■ Problem requirements
The required result is one figure, the count of lines below with the string "This" in them.

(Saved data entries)

******************************

use colored::Colorize;
use jt_core::{Note, NoteStats};

pub fn header(title: &str) {
    println!("{}", title.bold().underline());
}

pub fn subheader(title: &str) {
    println!("{}", title.bold());
}

pub fn hint(msg: &str) {
    println!("{} {}", "hint:".cyan().bold(), msg.dimmed());
}

pub fn info(msg: &str) {
    eprintln!("{} {}", "info:".blue().bold(), msg);
}

pub fn warn(msg: &str) {
    eprintln!("{} {}", "warning:".yellow().bold(), msg);
}

pub fn error(msg: &str) {
    eprintln!("{} {}", "error:".red().bold(), msg);
}

pub fn success(msg: &str) {
    println!("{} {}", "✓".green().bold(), msg);
}

const PREVIEW_CHARS: usize = 60;

/// One line per note: marker, star, id, title, preview.
pub fn note_line(note: &Note, selected: bool) -> String {
    let marker = if selected { ">" } else { " " };
    let star = if note.is_favorite { "★" } else { " " };
    let preview = note.preview(PREVIEW_CHARS).replace('\n', " ");
    format!(
        "{} {} {:<6} {}  {}",
        marker,
        star.yellow(),
        note.id.as_str().dimmed(),
        note.title.bold(),
        preview.dimmed()
    )
}

pub fn note_list(notes: &[Note], selected: Option<&Note>) {
    if notes.is_empty() {
        hint("No notes yet. Create one to get started.");
        return;
    }
    for note in notes {
        let is_selected = selected.is_some_and(|s| s.id == note.id);
        println!("{}", note_line(note, is_selected));
    }
}

pub fn note_detail(note: &Note) {
    header(&note.title);
    println!("  id:        {}", note.id.as_str().cyan());
    println!(
        "  favorite:  {}",
        if note.is_favorite { "yes".green() } else { "no".dimmed() }
    );
    println!("  created:   {}", note.created_at.format("%Y-%m-%d %H:%M"));
    if let Some(updated) = note.updated_at {
        println!("  updated:   {}", updated.format("%Y-%m-%d %H:%M"));
    }
    println!();
    if note.content.is_empty() {
        println!("{}", "(empty)".dimmed());
    } else {
        println!("{}", note.content);
    }
}

pub fn stats(stats: &NoteStats) {
    header("Note Statistics");
    if let Some(email) = &stats.user_email {
        println!("  account:   {}", email.cyan());
    }
    println!("  notes:     {}", stats.total_notes);
    println!("  favorites: {}", stats.favorite_notes);
}

#[cfg(test)]
mod tests {
    use super::*;
    use testing::{note, note_with};

    #[test]
    fn test_header_does_not_panic() {
        header("Test Header");
    }

    #[test]
    fn test_messages_do_not_panic() {
        subheader("Test Subheader");
        hint("This is a hint");
        info("This is info");
        warn("This is a warning");
        error("This is an error");
        success("This is success");
    }

    #[test]
    fn test_note_line_marks_selection_and_favorite() {
        colored::control::set_override(false);
        let line = note_line(&note_with("7", "Groceries", "milk, eggs", true), true);
        assert!(line.starts_with("> ★"));
        assert!(line.contains("Groceries"));
        assert!(line.contains("milk, eggs"));

        let line = note_line(&note("8", "Plain"), false);
        assert!(line.starts_with("   "));
    }

    #[test]
    fn test_note_line_flattens_preview() {
        colored::control::set_override(false);
        let line = note_line(&note_with("1", "T", "a\nb", false), false);
        assert!(line.contains("a b"));
    }
}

******************************

■ Solution
5